Caml-list

On 10 December 2011 13:58, Gabriel Scherer <[email protected]>wrote:


> There already exist such a common denominator language. For
> performance reasons, it is architecture-dependent

[...]
>
There have been plans to move to a better common denominator, or at
> least a better bridge language (C--, LLVM, ...)
>

Why should that be a low-level language ? Why not core-ML ?

What I see as the very first issue is the spread of the efforts between
similar yet incompatible ML dialects leading to 4 weak communities (SML,
OCaml, F#, Haskell) instead of a really strong one and all the related
problems that come with it (fewer books, risk for industrials, work
duplication, inefficient funding, lack of visibility, etc).

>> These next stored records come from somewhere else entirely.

//! Run statistics and export.
//!
//! The orchestrator keeps one [`RunStats`] for its whole lifetime; counters
//! accumulate across runs so a long session can be summarised at the end.

use serde::{Deserialize, Serialize};
use std::io::Write;
use std::path::Path;

use crate::types::Millis;

/// Counters for one orchestrator.
#[derive(Clone, Debug, Default, PartialEq, Eq, Serialize, Deserialize)]
pub struct RunStats {
    /// Name of the most recently started flow
    pub last_flow: Option<String>,

    /// Virtual time reached by the current or last run
    pub virtual_time: Millis,

    /// Visual events emitted
    pub events_emitted: u64,

    /// Operations executed
    pub operations_fired: u64,

    /// Operations that had to wait for a token to arrive
    pub operations_deferred: u64,

    /// Operations dropped at stage end or because of a defect
    pub operations_skipped: u64,

    /// Flow-definition defects met at run time
    pub defects: u64,

    /// References to consumed tokens
    pub invariant_violations: u64,

    pub tokens_created: u64,
    pub tokens_destroyed: u64,
    pub stages_completed: u64,
    pub flows_started: u64,
    pub flows_completed: u64,
    pub flows_cancelled: u64,
    pub flows_aborted: u64,
}

impl RunStats {
    /// Creates a new empty statistics container.
    pub fn new() -> Self {
        Self::default()
    }

    /// Exports statistics to JSON.
    pub fn to_json(&self) -> Result<String, serde_json::Error> {
        serde_json::to_string_pretty(self)
    }

    /// Exports statistics to JSON file.
    pub fn to_json_file<P: AsRef<Path>>(&self, path: P) -> std::io::Result<()> {
        let json = self
            .to_json()
            .map_err(|e| std::io::Error::new(std::io::ErrorKind::InvalidData, e))?;
        std::fs::write(path, json)
    }

    fn rows(&self) -> [(&'static str, u64); 14] {
        [
            ("virtual_time", self.virtual_time),
            ("events_emitted", self.events_emitted),
            ("operations_fired", self.operations_fired),
            ("operations_deferred", self.operations_deferred),
            ("operations_skipped", self.operations_skipped),
            ("defects", self.defects),
            ("invariant_violations", self.invariant_violations),
            ("tokens_created", self.tokens_created),
            ("tokens_destroyed", self.tokens_destroyed),
            ("stages_completed", self.stages_completed),
            ("flows_started", self.flows_started),
            ("flows_completed", self.flows_completed),
            ("flows_cancelled", self.flows_cancelled),
            ("flows_aborted", self.flows_aborted),
        ]
    }

    /// Exports statistics to CSV.
    pub fn to_csv(&self) -> String {
        let mut csv = String::from("metric,value\n");
        for (name, value) in self.rows() {
            csv.push_str(&format!("{},{}\n", name, value));
        }
        csv
    }

    /// Exports statistics to CSV file.
    pub fn to_csv_file<P: AsRef<Path>>(&self, path: P) -> std::io::Result<()> {
        std::fs::write(path, self.to_csv())
    }

    /// Writes a human-readable summary to a writer.
    pub fn write_summary<W: Write>(&self, mut w: W) -> std::io::Result<()> {
        writeln!(w, "=== Animation Statistics ===")?;
        if let Some(ref flow) = self.last_flow {
            writeln!(w, "Last flow: {}", flow)?;
        }
        writeln!(w)?;

        writeln!(w, "--- Runs ---")?;
        writeln!(w, "Started: {}", self.flows_started)?;
        writeln!(w, "Completed: {}", self.flows_completed)?;
        writeln!(w, "Cancelled: {}", self.flows_cancelled)?;
        writeln!(w, "Aborted: {}", self.flows_aborted)?;
        writeln!(w, "Stages completed: {}", self.stages_completed)?;
        writeln!(w)?;

        writeln!(w, "--- Operations ---")?;
        writeln!(w, "Fired: {}", self.operations_fired)?;
        writeln!(w, "Deferred: {}", self.operations_deferred)?;
        writeln!(w, "Skipped: {}", self.operations_skipped)?;
        writeln!(w, "Defects: {}", self.defects)?;
        writeln!(w, "Invariant violations: {}", self.invariant_violations)?;
        writeln!(w)?;

        writeln!(w, "--- Tokens ---")?;
        writeln!(w, "Created: {}", self.tokens_created)?;
        writeln!(w, "Destroyed: {}", self.tokens_destroyed)?;
        writeln!(w, "Events emitted: {}", self.events_emitted)?;

        Ok(())
    }

    /// Returns a summary string.
    pub fn summary(&self) -> String {
        let mut buf = Vec::new();
        if let Err(err) = self.write_summary(&mut buf) {
            tracing::warn!(%err, "failed to render statistics summary");
        }
        String::from_utf8_lossy(&buf).into_owned()
    }
}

Example : there is an excellent whole source code optimiser ... for SML.
And an award winning SMT solver ... in Caml developed in a company that
invests heavily in information-centric web applications ... in F# (
http://research.microsoft.com/en-us/um/redmond/projects/z3/ if you don't
know Nikolaj Bjorner's Z3). Now say you want to do an application that
delivers optimal electricity production plans. What language do you choose ?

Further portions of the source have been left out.